==== Entries shown ====

// SPDX-License-Identifier: Apache-2.0 OR MIT
// Copyright (c) 2025-2026 connlayout contributors

//! # connlayout - type-layout cache for connection wrappers
//!
//! Resolves the byte offsets of named sub-objects inside connection wrapper
//! types exactly once, then serves every hot-path access through the cached
//! offset instead of repeating the introspection.
//!
//! ## Quick Start
//!
//! ```rust
//! use connlayout::{Layout, RegistryBuilder, Result};
//! use std::io::Cursor;
//!
//! #[derive(Layout, Default)]
//! struct CommonConn {
//!     input: Cursor<Vec<u8>>,
//!     #[layout(rename = "rawInput")]
//!     raw_input: Vec<u8>,
//! }
//!
//! fn main() -> Result<()> {
//!     // Startup: populate, then seal (read-only from here on)
//!     let mut builder = RegistryBuilder::new();
//!     builder.register::<CommonConn>(&["input", "rawInput"])?;
//!     let registry = builder.seal()?;
//!
//!     // Resolve a typed token once...
//!     let raw_input = registry.token::<CommonConn, Vec<u8>>("rawInput")?;
//!
//!     // ...and use it per connection without any lookup.
//!     let mut conn = CommonConn::default();
//!     raw_input.get_mut(&mut conn).extend_from_slice(b"hello");
//!     assert_eq!(conn.raw_input, b"hello");
//!     Ok(())
//! }
//! ```
//!
//! ## Architecture
//!
//! ```text
//! +----------------------------------------------------------------+
//! |  #[derive(Layout)]  ->  Layout::describe() (offset_of! based)   |
//! +----------------------------------------------------------------+
//! |  RegistryBuilder (Uninitialized)  --seal()-->  LayoutRegistry  |
//! |  register::<W>(fields)                         (Ready, Sync)   |
//! +----------------------------------------------------------------+
//! |  RegistryCell / install() / global()   (one-time publication)  |
//! +----------------------------------------------------------------+
//! |  FieldToken<W, F>::get / get_mut      (hot path, no lookups)   |
//! +----------------------------------------------------------------+
//! ```
//!
//! ## Key Types
//!
//! | Type | Description |
//! |------|-------------|
//! | [`RegistryBuilder`] | Population phase, one registration per wrapper type |
//! | [`LayoutRegistry`] | Sealed, read-only layout table |
//! | [`FieldToken`] | Typed accessor bound to a wrapper and field type |
//! | [`RegistryCell`] | One-time publication point for a sealed registry |
//! | [`RegistryConfig`] | Verification switch and required field set |

// Allow the derive macro to work inside this crate's tests
extern crate self as connlayout;

/// Typed field access through cached offsets.
pub mod accessor;
/// Registry configuration (constants, environment, YAML loader).
pub mod config;
/// Error type shared by all operations.
pub mod error;
/// Layout descriptors and field kinds.
pub mod layout;
/// Crate-provided backend for the `log` facade.
#[cfg(feature = "logging")]
pub mod logging;
/// Layout registry: population, sealing and publication.
pub mod registry;

pub use accessor::FieldToken;
pub use config::RegistryConfig;
pub use error::{Error, Result};
pub use layout::{FieldKind, FieldLayout, FieldType, Layout, PrimitiveKind, TypeDescriptor};
pub use registry::{
    global, global_state, install, LayoutRegistry, LookupStats, RegistryBuilder, RegistryCell,
    RegistryState,
};

// Derive macro (for #[derive(connlayout::Layout)])
pub use connlayout_codegen::Layout;

/// Crate version string.
pub const VERSION: &str = env!("CARGO_PKG_VERSION");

====

== Your task ==
Look through the entries above and copy each line that has "path" in it.

== Response to the task ==
//! types exactly once, then serves every hot-path access through the cached
//! |  FieldToken<W, F>::get / get_mut      (hot path, no lookups)   |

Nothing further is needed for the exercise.